__The problem__
Could you repeat the records shown below exactly as written?

__Given data__

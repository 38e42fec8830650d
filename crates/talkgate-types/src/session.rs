//! Conversation session types.
//!
//! A session is one bounded conversation: it opens waiting for a topic,
//! becomes active once a topic is chosen, and closes on the message cap or
//! an explicit close.

use chrono::{DateTime, Utc};
use serde::{Deserialize, Serialize};
use uuid::Uuid;

use std::fmt;
use std::str::FromStr;

/// Lifecycle state of a conversation session.
///
/// Maps to the CHECK constraint in the SQLite schema:
/// `CHECK (state IN ('awaiting_topic', 'active', 'closed'))`
#[derive(Debug, Clone, Copy, PartialEq, Eq, Serialize, Deserialize)]
#[serde(rename_all = "snake_case")]
pub enum SessionState {
    AwaitingTopic,
    Active,
    Closed,
}

impl SessionState {
    /// Whether the session state machine allows moving from `self` to `to`.
    ///
    /// `awaiting_topic -> active`, `awaiting_topic -> closed`,
    /// `active -> closed`. Everything else is rejected, including any move
    /// out of `closed`.
    pub fn can_transition_to(self, to: SessionState) -> bool {
        matches!(
            (self, to),
            (SessionState::AwaitingTopic, SessionState::Active)
                | (SessionState::AwaitingTopic, SessionState::Closed)
                | (SessionState::Active, SessionState::Closed)
        )
    }
}

impl fmt::Display for SessionState {
    fn fmt(&self, f: &mut fmt::Formatter<'_>) -> fmt::Result {
        match self {
            SessionState::AwaitingTopic => write!(f, "awaiting_topic"),
            SessionState::Active => write!(f, "active"),
            SessionState::Closed => write!(f, "closed"),
        }
    }
}

impl FromStr for SessionState {
    type Err = String;

    fn from_str(s: &str) -> Result<Self, Self::Err> {
        match s.to_lowercase().as_str() {
            "awaiting_topic" => Ok(SessionState::AwaitingTopic),
            "active" => Ok(SessionState::Active),
            "closed" => Ok(SessionState::Closed),
            other => Err(format!("invalid session state: '{other}'")),
        }
    }
}

/// A conversation session belonging to one user.
#[derive(Debug, Clone, Serialize, Deserialize)]
pub struct Session {
    pub id: Uuid,
    pub user_id: i64,
    pub state: SessionState,
    /// Prompt chosen for this session, set on topic selection.
    pub topic_id: Option<String>,
    /// Accepted user turns. Only reset by creating a new session.
    pub user_message_count: u32,
    pub created_at: DateTime<Utc>,
    pub closed_at: Option<DateTime<Utc>>,
}

impl Session {
    /// A freshly opened session waiting for a topic.
    pub fn open(user_id: i64, now: DateTime<Utc>) -> Self {
        Self {
            id: Uuid::now_v7(),
            user_id,
            state: SessionState::AwaitingTopic,
            topic_id: None,
            user_message_count: 0,
            created_at: now,
            closed_at: None,
        }
    }

    pub fn is_closed(&self) -> bool {
        self.state == SessionState::Closed
    }

    pub fn waiting_for_topic(&self) -> bool {
        self.state == SessionState::AwaitingTopic
    }
}

/// Outcome of closing a session.
#[derive(Debug, Clone, Copy, PartialEq, Eq)]
pub enum CloseOutcome {
    /// The session moved to `closed` and the owner's quota was charged.
    Closed,
    /// The session was already closed; nothing changed.
    AlreadyClosed,
}
//! HTTP/REST API layer for Talkgate.
//!
//! Axum-based REST API at `/api/v1/` with API key authentication,
//! envelope response format, and CORS support.

pub mod error;
pub mod extractors;
pub mod handlers;
pub mod response;
pub mod router;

__Completed exercise__
repository 38e42fec8830650d
filename crates/talkgate-types/src/session.rs
//! Conversation session types.
//!
//! A session is one bounded conversation: it opens waiting for a topic,
//! becomes active once a topic is chosen, and closes on the message cap or
//! an explicit close.

use chrono::{DateTime, Utc};
use serde::{Deserialize, Serialize};
use uuid::Uuid;

use std::fmt;
use std::str::FromStr;

/// Lifecycle state of a conversation session.
///
/// Maps to the CHECK constraint in the SQLite schema:
/// `CHECK (state IN ('awaiting_topic', 'active', 'closed'))`
#[derive(Debug, Clone, Copy, PartialEq, Eq, Serialize, Deserialize)]
#[serde(rename_all = "snake_case")]
pub enum SessionState {
    AwaitingTopic,
    Active,
    Closed,
}

impl SessionState {
    /// Whether the session state machine allows moving from `self` to `to`.
    ///
    /// `awaiting_topic -> active`, `awaiting_topic -> closed`,
    /// `active -> closed`. Everything else is rejected, including any move
    /// out of `closed`.
    pub fn can_transition_to(self, to: SessionState) -> bool {
        matches!(
            (self, to),
            (SessionState::AwaitingTopic, SessionState::Active)
                | (SessionState::AwaitingTopic, SessionState::Closed)
                | (SessionState::Active, SessionState::Closed)
        )
    }
}

impl fmt::Display for SessionState {
    fn fmt(&self, f: &mut fmt::Formatter<'_>) -> fmt::Result {
        match self {
            SessionState::AwaitingTopic => write!(f, "awaiting_topic"),
            SessionState::Active => write!(f, "active"),
            SessionState::Closed => write!(f, "closed"),
        }
    }
}

impl FromStr for SessionState {
    type Err = String;

    fn from_str(s: &str) -> Result<Self, Self::Err> {
        match s.to_lowercase().as_str() {
            "awaiting_topic" => Ok(SessionState::AwaitingTopic),
            "active" => Ok(SessionState::Active),
            "closed" => Ok(SessionState::Closed),
            other => Err(format!("invalid session state: '{other}'")),
        }
    }
}

/// A conversation session belonging to one user.
#[derive(Debug, Clone, Serialize, Deserialize)]
pub struct Session {
    pub id: Uuid,
    pub user_id: i64,
    pub state: SessionState,
    /// Prompt chosen for this session, set on topic selection.
    pub topic_id: Option<String>,
    /// Accepted user turns. Only reset by creating a new session.
    pub user_message_count: u32,
    pub created_at: DateTime<Utc>,
    pub closed_at: Option<DateTime<Utc>>,
}

impl Session {
    /// A freshly opened session waiting for a topic.
    pub fn open(user_id: i64, now: DateTime<Utc>) -> Self {
        Self {
            id: Uuid::now_v7(),
            user_id,
            state: SessionState::AwaitingTopic,
            topic_id: None,
            user_message_count: 0,
            created_at: now,
            closed_at: None,
        }
    }

    pub fn is_closed(&self) -> bool {
        self.state == SessionState::Closed
    }

    pub fn waiting_for_topic(&self) -> bool {
        self.state == SessionState::AwaitingTopic
    }
}

/// Outcome of closing a session.
#[derive(Debug, Clone, Copy, PartialEq, Eq)]
pub enum CloseOutcome {
    /// The session moved to `closed` and the owner's quota was charged.
    Closed,
    /// The session was already closed; nothing changed.
    AlreadyClosed,
}
//! HTTP/REST API layer for Talkgate.
//!
//! Axum-based REST API at `/api/v1/` with API key authentication,
//! envelope response format, and CORS support.

pub mod error;
pub mod extractors;
pub mod handlers;
pub mod response;
pub mod router;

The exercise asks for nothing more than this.